George Mosse, “Fallen Soldiers: Reshaping the Memory of the World Wars” (1991) – this is a solid but relatively minor work from one of the great historians of the 20th century- and for my money, the greatest intellectual historian, though there’s stiff competition. Wouldn’t that be a fun radio show, like those sports radio shows where they argue who was the best shortstop based on obscure stats and get all heated about it, except about historians? I think it would be fun.
Anyway! In “Fallen Soldiers,” Mosse continued his examination of the cultural and intellectual trends that eventually fed into fascism.
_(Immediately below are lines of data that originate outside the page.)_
//! 管理面板的各个标签页，以及表单共用的输入控件
//!
//! 表单字段直接读写 `AdminState` 里的草稿，
//! 用一对 `fn` 指针描述字段的读取与写入。

pub mod assignments;
pub mod courses;
pub mod exams;
pub mod overview;
pub mod students;
pub mod submissions;

use leptos::prelude::*;
use portal_shared::controller::admin::AdminState;

#[component]
pub(crate) fn TextField(
    state: RwSignal<AdminState>,
    label: &'static str,
    get: fn(&AdminState) -> String,
    set: fn(&mut AdminState, String),
    #[prop(default = "text")] kind: &'static str,
    #[prop(optional)] placeholder: &'static str,
    #[prop(optional)] required: bool,
) -> impl IntoView {
    view! {
        <div class="form-control">
            <label class="label">
                <span class="label-text">{label}</span>
            </label>
            <input
                type=kind
                placeholder=placeholder
                required=required
                on:input=move |ev| state.update(|s| set(s, event_target_value(&ev)))
                prop:value=move || state.with(get)
                class="input input-bordered w-full"
            />
        </div>
    }
}

#[component]
pub(crate) fn TextAreaField(
    state: RwSignal<AdminState>,
    label: &'static str,
    get: fn(&AdminState) -> String,
    set: fn(&mut AdminState, String),
    #[prop(optional)] placeholder: &'static str,
) -> impl IntoView {
    view! {
        <div class="form-control">
            <label class="label">
                <span class="label-text">{label}</span>
            </label>
            <textarea
                placeholder=placeholder
                on:input=move |ev| state.update(|s| set(s, event_target_value(&ev)))
                prop:value=move || state.with(get)
                class="textarea textarea-bordered w-full"
            ></textarea>
        </div>
    }
}

/// 数字输入；无法解析的输入直接忽略
#[component]
pub(crate) fn NumberField(
    state: RwSignal<AdminState>,
    label: &'static str,
    get: fn(&AdminState) -> u32,
    set: fn(&mut AdminState, u32),
    #[prop(default = 0)] min: u32,
) -> impl IntoView {
    view! {
        <div class="form-control">
            <label class="label">
                <span class="label-text">{label}</span>
            </label>
            <input
                type="number"
                min=min.to_string()
                on:input=move |ev| {
                    if let Ok(val) = event_target_value(&ev).parse::<u32>() {
                        state.update(|s| set(s, val));
                    }
                }
                prop:value=move || state.with(get).to_string()
                class="input input-bordered w-full"
            />
        </div>
    }
}

/// 课程下拉框，作业与考试表单共用
#[component]
pub(crate) fn CourseSelect(
    state: RwSignal<AdminState>,
    get: fn(&AdminState) -> String,
    set: fn(&mut AdminState, String),
) -> impl IntoView {
    let courses = Memo::new(move |_| {
        state.with(|s| {
            s.snapshot
                .courses
                .iter()
                .map(|c| (c.id.clone(), c.title.clone()))
                .collect::<Vec<_>>()
        })
    });

    view! {
        <div class="form-control">
            <label class="label">
                <span class="label-text">"Course"</span>
            </label>
            <select
                class="select select-bordered w-full"
                required
                on:change=move |ev| state.update(|s| set(s, event_target_value(&ev)))
            >
                <option value="" selected=move || state.with(get).is_empty()>"Select a course"</option>
                {move || courses.get().into_iter().map(|(id, title)| {
                    let value = id.clone();
                    view! {
                        <option value=value selected=move || state.with(get) == id>{title}</option>
                    }
                }).collect_view()}
            </select>
        </div>
    }
}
He sees these trends as a Europe-wide phenomenon, and talks a fair amount about France and Britain, but in the end, Germany and the way Germans memorialized their war dead, especially those from WWI, are his subjects here. Preexisting modes of prettifying death (Mosse writes a lot about cemetery design in the early chapters), already rife with conservative Christian and pastoral themes, get supercharged by nationalism and revanchism after the war. Again, this is more in Germany than anywhere else, but is also prominent in Italy and elsewhere the war touched.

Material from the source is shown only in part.